* WHAT TO DO
Below are some records. Pull every line that contains the word "parse".

[PROVIDED DATA — start]

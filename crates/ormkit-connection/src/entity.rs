//! Connections that carry their own model metadata

use std::any::Any;
use std::path::Path;
use std::sync::Arc;
use std::sync::atomic::{AtomicBool, Ordering};

use ormkit_core::connection_string::{
    METADATA_KEYWORD, PROVIDER_CONNECTION_STRING_KEYWORD, PROVIDER_KEYWORD,
};
use ormkit_core::{
    ConnectionState, ConnectionStringBuilder, DbConnection, ENTITY_CLIENT_PROVIDER,
    MetadataWorkspace, OrmError, Result,
};
use ormkit_providers::ProviderRegistry;
use parking_lot::RwLock;

/// Separator between metadata paths
const METADATA_PATH_SEPARATOR: char = '|';

/// The three parts of a metadata-bearing connection string
#[derive(Debug, Clone, PartialEq, Eq)]
pub struct EntityConnectionStringParts {
    pub metadata: String,
    pub provider: String,
    pub provider_connection_string: String,
}

impl EntityConnectionStringParts {
    pub fn parse(connection_string: &str) -> Result<Self> {
        let builder = ConnectionStringBuilder::parse(connection_string)?;
        let required = |keyword: &str| {
            builder
                .get(keyword)
                .map(str::to_string)
                .ok_or_else(|| {
                    OrmError::InvalidConnectionString(format!(
                        "metadata connection string is missing the '{keyword}' keyword"
                    ))
                })
        };

        Ok(Self {
            metadata: required(METADATA_KEYWORD)?,
            provider: required(PROVIDER_KEYWORD)?,
            provider_connection_string: required(PROVIDER_CONNECTION_STRING_KEYWORD)?,
        })
    }

    pub fn to_connection_string(&self) -> String {
        ConnectionStringBuilder::new()
            .with(METADATA_KEYWORD, self.metadata.clone())
            .with(PROVIDER_KEYWORD, self.provider.clone())
            .with(
                PROVIDER_CONNECTION_STRING_KEYWORD,
                self.provider_connection_string.clone(),
            )
            .to_string()
    }
}

/// Load and merge the JSON metadata files named by a `|`-separated path list
pub fn load_metadata(paths: &str) -> Result<MetadataWorkspace> {
    let mut workspace: Option<MetadataWorkspace> = None;
    for path in paths
        .split(METADATA_PATH_SEPARATOR)
        .map(str::trim)
        .filter(|p| !p.is_empty())
    {
        let content = std::fs::read_to_string(Path::new(path)).map_err(|e| {
            tracing::error!(path = %path, error = %e, "failed to read model metadata");
            e
        })?;
        let part: MetadataWorkspace = serde_json::from_str(&content)?;
        match workspace.as_mut() {
            Some(existing) => existing.merge(part),
            None => workspace = Some(part),
        }
    }

    workspace.ok_or_else(|| {
        OrmError::InvalidConnectionString("metadata connection string names no metadata".into())
    })
}

/// A connection wrapping a store connection together with the model
/// metadata describing it.
pub struct EntityConnection {
    connection_string: RwLock<String>,
    metadata_paths: String,
    workspace: Arc<MetadataWorkspace>,
    store: Arc<dyn DbConnection>,
    disposed: AtomicBool,
}

impl EntityConnection {
    /// Wrap a store connection with an in-memory workspace
    pub fn new(workspace: Arc<MetadataWorkspace>, store: Arc<dyn DbConnection>) -> Self {
        let metadata_paths = format!("res://{}", workspace.container_name);
        let parts = EntityConnectionStringParts {
            metadata: metadata_paths.clone(),
            provider: store.provider_invariant_name().to_string(),
            provider_connection_string: store.connection_string(),
        };
        Self {
            connection_string: RwLock::new(parts.to_connection_string()),
            metadata_paths,
            workspace,
            store,
            disposed: AtomicBool::new(false),
        }
    }

    /// Build a connection from a full metadata-bearing connection string,
    /// loading metadata files and creating the store connection from the
    /// registry.
    #[tracing::instrument(skip(connection_string, providers))]
    pub fn from_connection_string(
        connection_string: &str,
        providers: &ProviderRegistry,
    ) -> Result<Self> {
        let parts = EntityConnectionStringParts::parse(connection_string)?;
        let workspace = load_metadata(&parts.metadata)?;

        let store = providers.create_connection(&parts.provider)?;
        store.set_connection_string(&parts.provider_connection_string)?;

        tracing::debug!(
            provider = %parts.provider,
            container = %workspace.container_name,
            "created metadata connection"
        );

        Ok(Self {
            connection_string: RwLock::new(connection_string.to_string()),
            metadata_paths: parts.metadata,
            workspace: Arc::new(workspace),
            store,
            disposed: AtomicBool::new(false),
        })
    }

    pub fn workspace(&self) -> &Arc<MetadataWorkspace> {
        &self.workspace
    }

    pub fn store(&self) -> &Arc<dyn DbConnection> {
        &self.store
    }

    fn ensure_not_disposed(&self) -> Result<()> {
        if self.disposed.load(Ordering::SeqCst) {
            return Err(OrmError::ConnectionDisposed(self.type_name().to_string()));
        }
        Ok(())
    }
}

impl DbConnection for EntityConnection {
    fn provider_invariant_name(&self) -> &str {
        ENTITY_CLIENT_PROVIDER
    }

    fn type_name(&self) -> &str {
        "EntityConnection"
    }

    fn connection_string(&self) -> String {
        self.connection_string.read().clone()
    }

    /// Point the store connection somewhere else. The metadata paths cannot change.
    fn set_connection_string(&self, connection_string: &str) -> Result<()> {
        self.ensure_not_disposed()?;
        let parts = EntityConnectionStringParts::parse(connection_string)?;
        if parts.metadata != self.metadata_paths {
            return Err(OrmError::InvalidConnectionString(format!(
                "metadata '{}' cannot be changed to '{}' on an existing connection",
                self.metadata_paths, parts.metadata
            )));
        }
        if !parts
            .provider
            .eq_ignore_ascii_case(self.store.provider_invariant_name())
        {
            return Err(OrmError::InvalidConnectionString(format!(
                "provider '{}' cannot be changed to '{}' on an existing connection",
                self.store.provider_invariant_name(),
                parts.provider
            )));
        }

        self.store
            .set_connection_string(&parts.provider_connection_string)?;
        *self.connection_string.write() = connection_string.to_string();
        Ok(())
    }

    fn database(&self) -> String {
        self.store.database()
    }

    fn data_source(&self) -> String {
        self.store.data_source()
    }

    fn state(&self) -> ConnectionState {
        self.store.state()
    }

    fn open(&self) -> Result<()> {
        self.ensure_not_disposed()?;
        self.store.open()
    }

    fn close(&self) -> Result<()> {
        self.store.close()
    }

    fn dispose(&self) {
        if !self.disposed.swap(true, Ordering::SeqCst) {
            self.store.dispose();
        }
    }

    fn is_disposed(&self) -> bool {
        self.disposed.load(Ordering::SeqCst)
    }

    fn as_any(&self) -> &dyn Any {
        self
    }

    fn store_connection(&self) -> Option<Arc<dyn DbConnection>> {
        Some(self.store.clone())
    }

    fn metadata_workspace(&self) -> Option<Arc<MetadataWorkspace>> {
        Some(self.workspace.clone())
    }

    fn metadata_paths(&self) -> Option<String> {
        Some(self.metadata_paths.clone())
    }
}

impl std::fmt::Debug for EntityConnection {
    fn fmt(&self, f: &mut std::fmt::Formatter<'_>) -> std::fmt::Result {
        f.debug_struct("EntityConnection")
            .field("metadata", &self.metadata_paths)
            .field("container", &self.workspace.container_name)
            .field("store", &self.store.type_name())
            .field("disposed", &self.disposed.load(Ordering::SeqCst))
            .finish_non_exhaustive()
    }
}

[PROVIDED DATA — finish]

* COMPLETED TASK
    pub fn parse(connection_string: &str) -> Result<Self> {
        let builder = ConnectionStringBuilder::parse(connection_string)?;
        let parts = EntityConnectionStringParts::parse(connection_string)?;
        let parts = EntityConnectionStringParts::parse(connection_string)?;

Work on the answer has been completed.